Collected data
• • • • •
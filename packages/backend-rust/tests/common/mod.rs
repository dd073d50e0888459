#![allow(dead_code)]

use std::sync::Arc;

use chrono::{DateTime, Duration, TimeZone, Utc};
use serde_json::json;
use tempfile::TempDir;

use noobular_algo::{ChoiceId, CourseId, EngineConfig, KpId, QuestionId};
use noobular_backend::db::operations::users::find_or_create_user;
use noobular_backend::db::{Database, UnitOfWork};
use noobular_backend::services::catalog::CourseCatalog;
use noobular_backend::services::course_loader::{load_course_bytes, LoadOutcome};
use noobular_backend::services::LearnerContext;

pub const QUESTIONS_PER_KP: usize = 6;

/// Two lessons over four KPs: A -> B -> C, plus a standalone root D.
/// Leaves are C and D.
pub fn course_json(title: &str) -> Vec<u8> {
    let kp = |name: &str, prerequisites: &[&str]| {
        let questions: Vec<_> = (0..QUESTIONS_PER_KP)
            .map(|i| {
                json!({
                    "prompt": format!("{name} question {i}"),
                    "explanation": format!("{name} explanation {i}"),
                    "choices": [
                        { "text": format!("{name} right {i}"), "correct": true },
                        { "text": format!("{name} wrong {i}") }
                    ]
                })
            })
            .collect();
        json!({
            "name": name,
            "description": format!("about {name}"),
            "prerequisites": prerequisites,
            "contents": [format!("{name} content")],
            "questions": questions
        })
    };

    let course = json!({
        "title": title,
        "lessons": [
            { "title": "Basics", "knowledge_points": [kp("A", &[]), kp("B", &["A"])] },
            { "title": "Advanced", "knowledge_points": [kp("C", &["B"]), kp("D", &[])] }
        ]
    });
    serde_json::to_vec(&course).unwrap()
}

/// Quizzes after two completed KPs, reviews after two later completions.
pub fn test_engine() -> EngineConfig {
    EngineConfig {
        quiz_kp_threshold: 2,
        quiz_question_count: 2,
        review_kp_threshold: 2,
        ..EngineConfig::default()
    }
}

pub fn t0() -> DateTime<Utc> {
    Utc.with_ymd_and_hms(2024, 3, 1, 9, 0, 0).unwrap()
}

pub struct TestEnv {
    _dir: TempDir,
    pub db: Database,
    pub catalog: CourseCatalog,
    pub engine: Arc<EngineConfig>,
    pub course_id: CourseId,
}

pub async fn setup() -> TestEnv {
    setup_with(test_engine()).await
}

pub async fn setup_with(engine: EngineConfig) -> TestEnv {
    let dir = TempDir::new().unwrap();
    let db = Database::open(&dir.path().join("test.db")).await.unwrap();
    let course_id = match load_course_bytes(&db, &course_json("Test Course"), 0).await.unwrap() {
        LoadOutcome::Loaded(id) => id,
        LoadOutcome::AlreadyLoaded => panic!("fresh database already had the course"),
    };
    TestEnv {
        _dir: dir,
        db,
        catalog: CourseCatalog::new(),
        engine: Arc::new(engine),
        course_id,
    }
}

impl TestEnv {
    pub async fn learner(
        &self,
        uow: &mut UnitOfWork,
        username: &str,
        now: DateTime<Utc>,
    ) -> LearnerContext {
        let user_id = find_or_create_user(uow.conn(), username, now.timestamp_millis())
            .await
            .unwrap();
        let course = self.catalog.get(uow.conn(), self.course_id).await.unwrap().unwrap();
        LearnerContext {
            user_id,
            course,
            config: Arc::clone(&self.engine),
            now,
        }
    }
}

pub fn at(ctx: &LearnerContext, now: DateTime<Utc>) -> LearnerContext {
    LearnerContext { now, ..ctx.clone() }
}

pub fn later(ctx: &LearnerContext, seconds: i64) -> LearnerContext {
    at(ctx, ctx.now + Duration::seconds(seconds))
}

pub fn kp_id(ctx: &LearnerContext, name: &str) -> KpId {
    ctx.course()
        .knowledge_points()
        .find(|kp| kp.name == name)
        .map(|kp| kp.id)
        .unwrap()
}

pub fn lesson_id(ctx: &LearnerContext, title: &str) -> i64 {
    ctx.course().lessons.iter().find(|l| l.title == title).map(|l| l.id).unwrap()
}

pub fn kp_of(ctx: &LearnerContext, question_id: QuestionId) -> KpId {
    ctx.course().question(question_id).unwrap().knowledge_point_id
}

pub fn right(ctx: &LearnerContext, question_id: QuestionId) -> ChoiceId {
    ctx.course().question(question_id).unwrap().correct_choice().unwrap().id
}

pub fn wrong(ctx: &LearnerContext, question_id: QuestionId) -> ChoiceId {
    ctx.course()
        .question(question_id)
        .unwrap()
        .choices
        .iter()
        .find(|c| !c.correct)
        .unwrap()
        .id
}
• • • • •
▸ TASK DESCRIPTION:
Pull out every line of the records that includes the string "LearnerContext".

▸ FINISHED TASK:
use noobular_backend::services::LearnerContext;
    ) -> LearnerContext {
        LearnerContext {
pub fn at(ctx: &LearnerContext, now: DateTime<Utc>) -> LearnerContext {
    LearnerContext { now, ..ctx.clone() }
pub fn later(ctx: &LearnerContext, seconds: i64) -> LearnerContext {
pub fn kp_id(ctx: &LearnerContext, name: &str) -> KpId {
pub fn lesson_id(ctx: &LearnerContext, title: &str) -> i64 {
pub fn kp_of(ctx: &LearnerContext, question_id: QuestionId) -> KpId {
pub fn right(ctx: &LearnerContext, question_id: QuestionId) -> ChoiceId {
pub fn wrong(ctx: &LearnerContext, question_id: QuestionId) -> ChoiceId {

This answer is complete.